The Governess's Secret Longing Page 4
She turned away to stare sightlessly out of the generous window at the sunny gardens below. Because I never felt a hint of the heat and edgy delight I feel at being even this close to you was the true answer, of course. The one she hit on instead was how destroying it felt to be reduced to an object for sale to the highest bidder. ‘I felt nothing for any of the gentlemen in question,’ she replied at last. ‘I might have settled for friendship and respect, but how could I respect a man my mother cozened into thinking I would be a quiet and biddable wife? I could not even like the ones who offered marriage when I would not take their less respectable offers and I almost forgot the one who thought he should try a yellow-headed chit since his last two wives were dark.’
‘Fool,’ Harry said scornfully.
She almost smiled because he was quite right. ‘Yes, he was,’ she agreed with a sigh. ‘But dowerless girls attract fools and satyrs. Emma will be much luckier, and since you will never allow her to be pushed into marriage or preyed on by fortune hunters, I have no idea why you are worrying. She has years to go before there is any need to be concerned about her finding her feet among her own kind.’
‘It sounds as if I have every need to worry,’ he said with concern in his blue eyes that said he had read between the lines of her own tale of life as a dowerless girl in a commercial world and he might pity her if she was not careful. ‘Knowing how sternly independent you are, your mother’s desire to marry you off must have made life very hard for you at times.’
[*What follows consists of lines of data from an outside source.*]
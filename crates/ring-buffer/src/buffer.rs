//! Ring Buffer Implementation

use crate::BufferError;
use serde::{Deserialize, Serialize};
use std::collections::VecDeque;

/// Default buffer capacity (last 50 readings per machine)
pub const DEFAULT_CAPACITY: usize = 50;

/// Bounded FIFO buffer, oldest entry evicted first
#[derive(Debug, Clone, Serialize, Deserialize)]
pub struct RingBuffer<T> {
    /// Stored entries, oldest at the front
    storage: VecDeque<T>,
    /// Maximum number of retained entries
    capacity: usize,
    /// Total entries ever pushed (for statistics)
    total_written: u64,
}

impl<T> RingBuffer<T> {
    /// Create a new ring buffer with given capacity
    pub fn new(capacity: usize) -> Result<Self, BufferError> {
        if capacity == 0 {
            return Err(BufferError::ZeroCapacity);
        }
        Ok(Self {
            storage: VecDeque::with_capacity(capacity),
            capacity,
            total_written: 0,
        })
    }

    /// Create a buffer with default capacity (50 entries)
    pub fn with_default_capacity() -> Self {
        Self {
            storage: VecDeque::with_capacity(DEFAULT_CAPACITY),
            capacity: DEFAULT_CAPACITY,
            total_written: 0,
        }
    }

    /// Push an entry, returning the evicted oldest entry if the buffer was full
    pub fn push(&mut self, item: T) -> Option<T> {
        let evicted = if self.storage.len() == self.capacity {
            self.storage.pop_front()
        } else {
            None
        };
        self.storage.push_back(item);
        self.total_written += 1;
        evicted
    }

    /// Number of entries currently held
    pub fn len(&self) -> usize {
        self.storage.len()
    }

    pub fn is_empty(&self) -> bool {
        self.storage.is_empty()
    }

    pub fn is_full(&self) -> bool {
        self.storage.len() == self.capacity
    }

    pub fn capacity(&self) -> usize {
        self.capacity
    }

    /// Get fill ratio (0.0 to 1.0)
    pub fn fill_ratio(&self) -> f64 {
        self.storage.len() as f64 / self.capacity as f64
    }

    /// Iterate entries in arrival order (oldest first)
    pub fn iter(&self) -> impl DoubleEndedIterator<Item = &T> + ExactSizeIterator {
        self.storage.iter()
    }

    /// Most recently pushed entry
    pub fn latest(&self) -> Option<&T> {
        self.storage.back()
    }

    /// Get total entries ever pushed, including evicted ones
    pub fn total_written(&self) -> u64 {
        self.total_written
    }

    /// Clear the buffer (total_written is kept)
    pub fn clear(&mut self) {
        self.storage.clear();
    }
}

impl<T: Clone> RingBuffer<T> {
    /// Read the last N entries (most recent first)
    pub fn read_last(&self, count: usize) -> Vec<T> {
        self.storage.iter().rev().take(count).cloned().collect()
    }
}

impl<T> Default for RingBuffer<T> {
    fn default() -> Self {
        Self::with_default_capacity()
    }
}
//! Periodic statistics report

use crate::snapshot::MonitorSnapshot;
use std::time::Duration;
use tokio::sync::watch;
use tracing::info;

/// Log a statistics summary from a snapshot
pub fn log_statistics(snapshot: &MonitorSnapshot) {
    info!("{}", "=".repeat(60));
    for line in snapshot.summary_lines() {
        info!("{}", line);
    }
    info!("{}", "=".repeat(60));
}

/// Log the latest snapshot every `interval` until the sender is dropped
pub async fn run_reporter(mut snapshots: watch::Receiver<MonitorSnapshot>, interval: Duration) {
    let mut ticker = tokio::time::interval(interval);
    // The first tick completes immediately
    ticker.tick().await;

    loop {
        ticker.tick().await;
        if snapshots.has_changed().is_err() {
            break;
        }
        let snapshot = snapshots.borrow_and_update().clone();
        log_statistics(&snapshot);
    }
}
Only at times, Sir Harry? she thought bitterly. She had not even told him about having to dodge advances that certainly did not involve marriage, or the near rape only a handy candlestick over the man’s head had averted. Or her hurt and shame when she had overheard a young man she almost believed she could marry confide in his friends he was only having a bit of fun before he settled down with the girl his family actually wanted him to marry. It was a puzzle even to her why the slights and disappointments of that time still felt raw and dark even now, like an open graze that had never healed. Pride, she told herself wearily, and what a prickly bedfellow it was. Now Sir Harry knew about those days, perhaps he would leave her be. Yet he was still standing by the desk where she had been sitting writing before he came in, as if he was trying to see the real Miss Viola Yelverton behind an averted face and closed expression.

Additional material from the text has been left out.